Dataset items
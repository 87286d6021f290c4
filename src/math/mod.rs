//! Mathematical utilities: evenly spaced sample grids.

pub mod grid;

pub use grid::*;
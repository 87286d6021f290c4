//! Error types.
//!
//! - `CurveError` is the single domain error: raised by the evaluator when the
//!   parameter set is invalid. It is never caught inside the library.
//! - `AppError` is the application boundary error: a message plus the process
//!   exit code used by the `logistic` binary.

use thiserror::Error;

/// Exit code for configuration / usage errors.
pub const EXIT_CONFIG: u8 = 2;
/// Exit code for invalid curve parameters.
pub const EXIT_INVALID_PARAMETER: u8 = 3;
/// Exit code for I/O and terminal errors.
pub const EXIT_IO: u8 = 4;

#[derive(Debug, Clone, PartialEq, Error)]
pub enum CurveError {
    #[error("{message}")]
    InvalidParameter { message: String },
}

impl CurveError {
    pub fn invalid_parameter(message: impl Into<String>) -> Self {
        CurveError::InvalidParameter {
            message: message.into(),
        }
    }
}

#[derive(Clone)]
pub struct AppError {
    exit_code: u8,
    message: String,
}

impl AppError {
    pub fn new(exit_code: u8, message: impl Into<String>) -> Self {
        Self {
            exit_code,
            message: message.into(),
        }
    }

    pub fn config(message: impl Into<String>) -> Self {
        Self::new(EXIT_CONFIG, message)
    }

    pub fn io(message: impl Into<String>) -> Self {
        Self::new(EXIT_IO, message)
    }

    pub fn exit_code(&self) -> u8 {
        self.exit_code
    }

    pub fn message(&self) -> &str {
        &self.message
    }
}

impl From<CurveError> for AppError {
    fn from(err: CurveError) -> Self {
        AppError::new(EXIT_INVALID_PARAMETER, err.to_string())
    }
}

impl std::fmt::Display for AppError {
    fn fmt(&self, f: &mut std::fmt::Formatter<'_>) -> std::fmt::Result {
        write!(f, "{}", self.message)
    }
}

impl std::fmt::Debug for AppError {
    fn fmt(&self, f: &mut std::fmt::Formatter<'_>) -> std::fmt::Result {
        f.debug_struct("AppError")
            .field("exit_code", &self.exit_code)
            .field("message", &self.message)
            .finish()
    }
}

impl std::error::Error for AppError {}

#[cfg(test)]
mod tests {
    use super::*;

    #[test]
    fn curve_error_maps_to_invalid_parameter_exit_code() {
        let err: AppError = CurveError::invalid_parameter("Parameter 'v' must be positive: [v=0]").into();
        assert_eq!(err.exit_code(), EXIT_INVALID_PARAMETER);
        assert_eq!(err.to_string(), "Parameter 'v' must be positive: [v=0]");
    }
}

• **WHAT YOU NEED TO DO**: You are asked to transcribe the complete data exactly.

• **PROBLEM SOLUTION**:
repository 87286d6021f290c4
filename src/math/mod.rs
//! Mathematical utilities: evenly spaced sample grids.

pub mod grid;

pub use grid::*;
repository 87286d6021f290c4
//! Error types.
//!
//! - `CurveError` is the single domain error: raised by the evaluator when the
//!   parameter set is invalid. It is never caught inside the library.
//! - `AppError` is the application boundary error: a message plus the process
//!   exit code used by the `logistic` binary.

use thiserror::Error;

/// Exit code for configuration / usage errors.
pub const EXIT_CONFIG: u8 = 2;
/// Exit code for invalid curve parameters.
pub const EXIT_INVALID_PARAMETER: u8 = 3;
/// Exit code for I/O and terminal errors.
pub const EXIT_IO: u8 = 4;

#[derive(Debug, Clone, PartialEq, Error)]
pub enum CurveError {
    #[error("{message}")]
    InvalidParameter { message: String },
}

impl CurveError {
    pub fn invalid_parameter(message: impl Into<String>) -> Self {
        CurveError::InvalidParameter {
            message: message.into(),
        }
    }
}

#[derive(Clone)]
pub struct AppError {
    exit_code: u8,
    message: String,
}

impl AppError {
    pub fn new(exit_code: u8, message: impl Into<String>) -> Self {
        Self {
            exit_code,
            message: message.into(),
        }
    }

    pub fn config(message: impl Into<String>) -> Self {
        Self::new(EXIT_CONFIG, message)
    }

    pub fn io(message: impl Into<String>) -> Self {
        Self::new(EXIT_IO, message)
    }

    pub fn exit_code(&self) -> u8 {
        self.exit_code
    }

    pub fn message(&self) -> &str {
        &self.message
    }
}

impl From<CurveError> for AppError {
    fn from(err: CurveError) -> Self {
        AppError::new(EXIT_INVALID_PARAMETER, err.to_string())
    }
}

impl std::fmt::Display for AppError {
    fn fmt(&self, f: &mut std::fmt::Formatter<'_>) -> std::fmt::Result {
        write!(f, "{}", self.message)
    }
}

impl std::fmt::Debug for AppError {
    fn fmt(&self, f: &mut std::fmt::Formatter<'_>) -> std::fmt::Result {
        f.debug_struct("AppError")
            .field("exit_code", &self.exit_code)
            .field("message", &self.message)
            .finish()
    }
}

impl std::error::Error for AppError {}

#[cfg(test)]
mod tests {
    use super::*;

    #[test]
    fn curve_error_maps_to_invalid_parameter_exit_code() {
        let err: AppError = CurveError::invalid_parameter("Parameter 'v' must be positive: [v=0]").into();
        assert_eq!(err.exit_code(), EXIT_INVALID_PARAMETER);
        assert_eq!(err.to_string(), "Parameter 'v' must be positive: [v=0]");
    }
}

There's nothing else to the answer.